/// Result of checking one reference position against the typed answer.
#[derive(Debug, Clone, Copy, PartialEq, Eq)]
pub struct CharMark {
    pub expected: char,
    /// `None` when the answer ran out before this position.
    pub typed: Option<char>,
    pub correct: bool,
}

impl CharMark {
    /// The character to show for this position: what was typed, or the
    /// expected one when it is missing.
    pub fn shown(&self) -> char {
        self.typed.unwrap_or(self.expected)
    }
}

#[derive(Debug, Clone, PartialEq)]
pub struct AnswerDiff {
    pub marks: Vec<CharMark>,
    /// Typed characters past the end of the reference. Not scored.
    pub extra: String,
    pub mismatches: usize,
}

impl AnswerDiff {
    pub fn reference_len(&self) -> usize {
        self.marks.len()
    }

    /// Mismatches as a percentage of the reference length.
    ///
    /// An empty reference has nothing to get wrong and reports 0.
    pub fn mismatch_percent(&self) -> f64 {
        if self.marks.is_empty() {
            return 0.0;
        }
        self.mismatches as f64 / self.marks.len() as f64 * 100.0
    }

    pub fn mismatch_percent_rounded(&self) -> u32 {
        self.mismatch_percent().round() as u32
    }

    pub fn accuracy_percent(&self) -> f64 {
        100.0 - self.mismatch_percent()
    }

    pub fn is_perfect(&self) -> bool {
        self.mismatches == 0
    }
}

fn same_letter(a: char, b: char) -> bool {
    a == b || a.to_lowercase().eq(b.to_lowercase())
}

/// Compare `typed` against `reference` one character at a time, ignoring
/// case. Missing trailing characters count as mismatches.
pub fn compare(reference: &str, typed: &str) -> AnswerDiff {
    let mut typed_chars = typed.trim().chars();
    let mut marks = Vec::with_capacity(reference.len());
    let mut mismatches = 0;

    for expected in reference.chars() {
        let typed = typed_chars.next();
        let correct = typed.is_some_and(|t| same_letter(t, expected));
        if !correct {
            mismatches += 1;
        }
        marks.push(CharMark {
            expected,
            typed,
            correct,
        });
    }

    AnswerDiff {
        marks,
        extra: typed_chars.collect(),
        mismatches,
    }
}

#[cfg(test)]
mod tests {
    use super::*;

    #[test]
    fn exact_match_is_all_green() {
        let diff = compare("cat", "cat");
        assert_eq!(diff.mismatches, 0);
        assert_eq!(diff.mismatch_percent(), 0.0);
        assert!(diff.marks.iter().all(|m| m.correct));
        assert!(diff.is_perfect());
    }

    #[test]
    fn one_wrong_letter_is_a_third() {
        let diff = compare("cat", "cbt");
        assert_eq!(diff.mismatches, 1);
        assert_eq!(diff.mismatch_percent_rounded(), 33);
        assert!(!diff.marks[1].correct);
        assert_eq!(diff.marks[1].typed, Some('b'));
        assert_eq!(diff.marks[1].expected, 'a');
    }

    #[test]
    fn empty_answer_misses_everything() {
        let diff = compare("cat", "");
        assert_eq!(diff.mismatches, 3);
        assert_eq!(diff.mismatch_percent(), 100.0);
        assert!(diff.marks.iter().all(|m| m.typed.is_none()));
        assert_eq!(diff.marks[2].shown(), 't');
    }

    #[test]
    fn short_answer_counts_missing_tail() {
        let diff = compare("elephant", "elep");
        assert_eq!(diff.mismatches, 4);
        assert_eq!(diff.mismatch_percent(), 50.0);
    }

    #[test]
    fn case_is_ignored() {
        let diff = compare("Apple", "aPPLE");
        assert!(diff.is_perfect());
    }

    #[test]
    fn extra_characters_are_not_scored() {
        let diff = compare("cat", "cats!");
        assert!(diff.is_perfect());
        assert_eq!(diff.extra, "s!");
        assert_eq!(diff.reference_len(), 3);
    }

    #[test]
    fn surrounding_whitespace_is_trimmed() {
        let diff = compare("dog", "  dog \n");
        assert!(diff.is_perfect());
        assert!(diff.extra.is_empty());
    }

    #[test]
    fn empty_reference_reports_zero() {
        let diff = compare("", "anything");
        assert_eq!(diff.mismatches, 0);
        assert_eq!(diff.mismatch_percent(), 0.0);
        assert_eq!(diff.extra, "anything");
    }

    #[test]
    fn non_ascii_letters_compare_per_char() {
        let diff = compare("Éclair", "éclaor");
        assert_eq!(diff.mismatches, 1);
        assert!(diff.marks[0].correct);
    }
}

### WORK TO BE COMPLETED
Give the count of lines in the records that contain "anything", and no other text.

### WRITTEN SOLUTION
2